Your assignment: Taking the entries below from the top, restate each line exactly and end with the line containing "fn get_action(&self, id: &ActionId) -> Option<ActionItem>;".

Data provided:
use std::collections::BTreeMap;
use std::sync::Arc;

use cmdsync_core_types::ids::COMMAND_MENU_SURFACES;
use cmdsync_core_types::ActionId;
use parking_lot::RwLock;

use super::command_action::CommandAction;
use super::group::{ActionGroup, Presentation};

/// Anything the action host can register: a single action or a group
#[derive(Debug, Clone)]
pub enum ActionItem {
    Action(Arc<CommandAction>),
    Group(ActionGroup),
}

impl ActionItem {
    /// Identity comparison; two equal-looking actions are still distinct
    pub fn same_as(&self, other: &ActionItem) -> bool {
        match (self, other) {
            (ActionItem::Action(a), ActionItem::Action(b)) => Arc::ptr_eq(a, b),
            (ActionItem::Group(a), ActionItem::Group(b)) => a.ptr_eq(b),
            _ => false,
        }
    }

    pub fn as_group(&self) -> Option<&ActionGroup> {
        match self {
            ActionItem::Group(group) => Some(group),
            ActionItem::Action(_) => None,
        }
    }

    pub fn as_action(&self) -> Option<&Arc<CommandAction>> {
        match self {
            ActionItem::Action(action) => Some(action),
            ActionItem::Group(_) => None,
        }
    }

    pub fn presentation(&self) -> Presentation {
        match self {
            ActionItem::Action(action) => action.presentation(),
            ActionItem::Group(group) => group.presentation(),
        }
    }
}

/// Registry of actions by id, owned by the host application
pub trait ActionManager: Send + Sync {
    /// Register `item` under `id`, replacing any previous registration
    fn register_action(&self, id: ActionId, item: ActionItem);

    /// Drop the registration of `id`; unknown ids are ignored
    fn unregister_action(&self, id: &ActionId);

    fn get_action(&self, id: &ActionId) -> Option<ActionItem>;

    /// Id under which this exact item is registered
    fn action_id(&self, item: &ActionItem) -> Option<ActionId>;
}

/// Action host backed by a map
#[derive(Debug, Default)]
pub struct InMemoryActionManager {
    items: RwLock<BTreeMap<ActionId, ActionItem>>,
}

impl InMemoryActionManager {
    pub fn new() -> Self {
        Self::default()
    }

    /// Host with an empty group registered for each command menu surface
    pub fn with_menu_surfaces() -> Self {
        let host = Self::new();
        for surface in COMMAND_MENU_SURFACES {
            host.register_action(
                ActionId::new(surface),
                ActionItem::Group(ActionGroup::new(surface, false)),
            );
        }
        host
    }

    /// All registered ids, sorted
    pub fn action_ids(&self) -> Vec<ActionId> {
        self.items.read().keys().cloned().collect()
    }
}

impl ActionManager for InMemoryActionManager {
    fn register_action(&self, id: ActionId, item: ActionItem) {
        self.items.write().insert(id, item);
    }

    fn unregister_action(&self, id: &ActionId) {
        self.items.write().remove(id);
    }

    fn get_action(&self, id: &ActionId) -> Option<ActionItem> {
        self.items.read().get(id).cloned()
    }

    fn action_id(&self, item: &ActionItem) -> Option<ActionId> {
        self.items
            .read()
            .iter()
            .find(|(_, registered)| registered.same_as(item))
            .map(|(id, _)| id.clone())
    }
}
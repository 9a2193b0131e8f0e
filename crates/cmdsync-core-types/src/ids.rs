//! Identifiers used to address actions in the action host
//!
//! Action ids are plain strings in the host, but the synchronizer derives
//! them from command names and goal ids, so the derivation lives here.

use serde::{Deserialize, Serialize};

/// Attribute key holding a command's goal id
pub const GOAL_ATTRIBUTE: &str = "goal";

/// Menu surface: main context menu
pub const GROUP_MAIN_CONTEXT_MENU: &str = "mainContextMenu";
/// Menu surface: editor tab context menu
pub const GROUP_EDITOR_TAB_CONTEXT_MENU: &str = "editorTabContextMenu";
/// Menu surface: consoles tree context menu
pub const GROUP_CONSOLES_TREE_CONTEXT_MENU: &str = "consolesTreeContextMenu";

/// Surfaces that receive the shared "Commands" group, in attach order
pub const COMMAND_MENU_SURFACES: [&str; 3] = [
    GROUP_MAIN_CONTEXT_MENU,
    GROUP_EDITOR_TAB_CONTEXT_MENU,
    GROUP_CONSOLES_TREE_CONTEXT_MENU,
];

/// Id of the shared root group
pub const COMMANDS_ACTION_GROUP: &str = "commandsActionGroup";

const COMMAND_ACTION_PREFIX: &str = "command_";
const GOAL_GROUP_PREFIX: &str = "goal_";

/// Identifier of an action or action group registered with the action host
#[derive(Debug, Clone, PartialEq, Eq, Hash, PartialOrd, Ord, Serialize, Deserialize)]
pub struct ActionId(String);

impl ActionId {
    /// Wrap an arbitrary id
    pub fn new(id: impl Into<String>) -> Self {
        Self(id.into())
    }

    /// Id of the action executing the named command
    pub fn for_command(command_name: &str) -> Self {
        Self(format!("{COMMAND_ACTION_PREFIX}{command_name}"))
    }

    /// Id of the pop-up group collecting the actions of one goal
    pub fn for_goal(goal_id: &str) -> Self {
        Self(format!("{GOAL_GROUP_PREFIX}{goal_id}"))
    }

    /// Get the string representation
    pub fn as_str(&self) -> &str {
        &self.0
    }
}

impl From<&str> for ActionId {
    fn from(id: &str) -> Self {
        Self::new(id)
    }
}

impl std::fmt::Display for ActionId {
    fn fmt(&self, f: &mut std::fmt::Formatter<'_>) -> std::fmt::Result {
        write!(f, "{}", self.0)
    }
}
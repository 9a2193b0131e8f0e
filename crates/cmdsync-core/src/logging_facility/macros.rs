//! Operation-boundary logging macros
//!
//! Every registry operation logs exactly one start event and exactly one
//! end or end_error event.

/// Log the start of an operation
///
/// # Example
///
/// ```
/// # use cmdsync_core::log_op_start;
/// log_op_start!("create_command");
/// log_op_start!("remove_command", command_name = "build");
/// ```
#[macro_export]
macro_rules! log_op_start {
    ($op:expr) => {
        tracing::info!(
            component = module_path!(),
            op = $op,
            event = $crate::core_types::schema::EVENT_START,
        )
    };
    ($op:expr, $($field:tt)*) => {
        tracing::info!(
            component = module_path!(),
            op = $op,
            event = $crate::core_types::schema::EVENT_START,
            $($field)*
        )
    };
}

/// Log the successful end of an operation
///
/// # Example
///
/// ```
/// # use cmdsync_core::log_op_end;
/// log_op_end!("create_command", duration_ms = 3);
/// ```
#[macro_export]
macro_rules! log_op_end {
    ($op:expr, duration_ms = $duration:expr) => {
        tracing::info!(
            component = module_path!(),
            op = $op,
            event = $crate::core_types::schema::EVENT_END,
            duration_ms = $duration,
        )
    };
    ($op:expr, duration_ms = $duration:expr, $($field:tt)*) => {
        tracing::info!(
            component = module_path!(),
            op = $op,
            event = $crate::core_types::schema::EVENT_END,
            duration_ms = $duration,
            $($field)*
        )
    };
}

/// Log an operation error with its stable kind and code
///
/// The error is borrowed; callers still return it.
///
/// # Example
///
/// ```
/// # use cmdsync_core::{log_op_error, CommandError};
/// let err = CommandError::NotFound { name: "build".to_string() };
/// log_op_error!("remove_command", &err, duration_ms = 1);
/// ```
#[macro_export]
macro_rules! log_op_error {
    ($op:expr, $err:expr, duration_ms = $duration:expr) => {{
        let ex_err: $crate::errors::ExError = ::std::clone::Clone::clone($err).into();
        tracing::error!(
            component = module_path!(),
            op = $op,
            event = $crate::core_types::schema::EVENT_END_ERROR,
            duration_ms = $duration,
            err_kind = ?ex_err.kind(),
            err_code = ex_err.code(),
            error = %ex_err,
        );
    }};
    ($op:expr, $err:expr, duration_ms = $duration:expr, $($field:tt)*) => {{
        let ex_err: $crate::errors::ExError = ::std::clone::Clone::clone($err).into();
        tracing::error!(
            component = module_path!(),
            op = $op,
            event = $crate::core_types::schema::EVENT_END_ERROR,
            duration_ms = $duration,
            err_kind = ?ex_err.kind(),
            err_code = ex_err.code(),
            error = %ex_err,
            $($field)*
        );
    }};
}
use serde::{Deserialize, Serialize};

/// Goal - a named category commands are grouped under
///
/// Goals are immutable once constructed. Two goals are equal when their ids
/// and display names are equal.
#[derive(Debug, Clone, PartialEq, Eq, Hash, Serialize, Deserialize)]
pub struct Goal {
    /// Stable, unique identifier
    pub id: String,

    /// Human-readable name shown in menus and the explorer
    pub display_name: String,
}

impl Goal {
    pub fn new(id: impl Into<String>, display_name: impl Into<String>) -> Self {
        Self {
            id: id.into(),
            display_name: display_name.into(),
        }
    }
}

impl std::fmt::Display for Goal {
    fn fmt(&self, f: &mut std::fmt::Formatter<'_>) -> std::fmt::Result {
        write!(f, "{}", self.display_name)
    }
}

Written reply:
use std::collections::BTreeMap;
use std::sync::Arc;

use cmdsync_core_types::ids::COMMAND_MENU_SURFACES;
use cmdsync_core_types::ActionId;
use parking_lot::RwLock;

use super::command_action::CommandAction;
use super::group::{ActionGroup, Presentation};

/// Anything the action host can register: a single action or a group
#[derive(Debug, Clone)]
pub enum ActionItem {
    Action(Arc<CommandAction>),
    Group(ActionGroup),
}

impl ActionItem {
    /// Identity comparison; two equal-looking actions are still distinct
    pub fn same_as(&self, other: &ActionItem) -> bool {
        match (self, other) {
            (ActionItem::Action(a), ActionItem::Action(b)) => Arc::ptr_eq(a, b),
            (ActionItem::Group(a), ActionItem::Group(b)) => a.ptr_eq(b),
            _ => false,
        }
    }

    pub fn as_group(&self) -> Option<&ActionGroup> {
        match self {
            ActionItem::Group(group) => Some(group),
            ActionItem::Action(_) => None,
        }
    }

    pub fn as_action(&self) -> Option<&Arc<CommandAction>> {
        match self {
            ActionItem::Action(action) => Some(action),
            ActionItem::Group(_) => None,
        }
    }

    pub fn presentation(&self) -> Presentation {
        match self {
            ActionItem::Action(action) => action.presentation(),
            ActionItem::Group(group) => group.presentation(),
        }
    }
}

/// Registry of actions by id, owned by the host application
pub trait ActionManager: Send + Sync {
    /// Register `item` under `id`, replacing any previous registration
    fn register_action(&self, id: ActionId, item: ActionItem);

    /// Drop the registration of `id`; unknown ids are ignored
    fn unregister_action(&self, id: &ActionId);

    fn get_action(&self, id: &ActionId) -> Option<ActionItem>;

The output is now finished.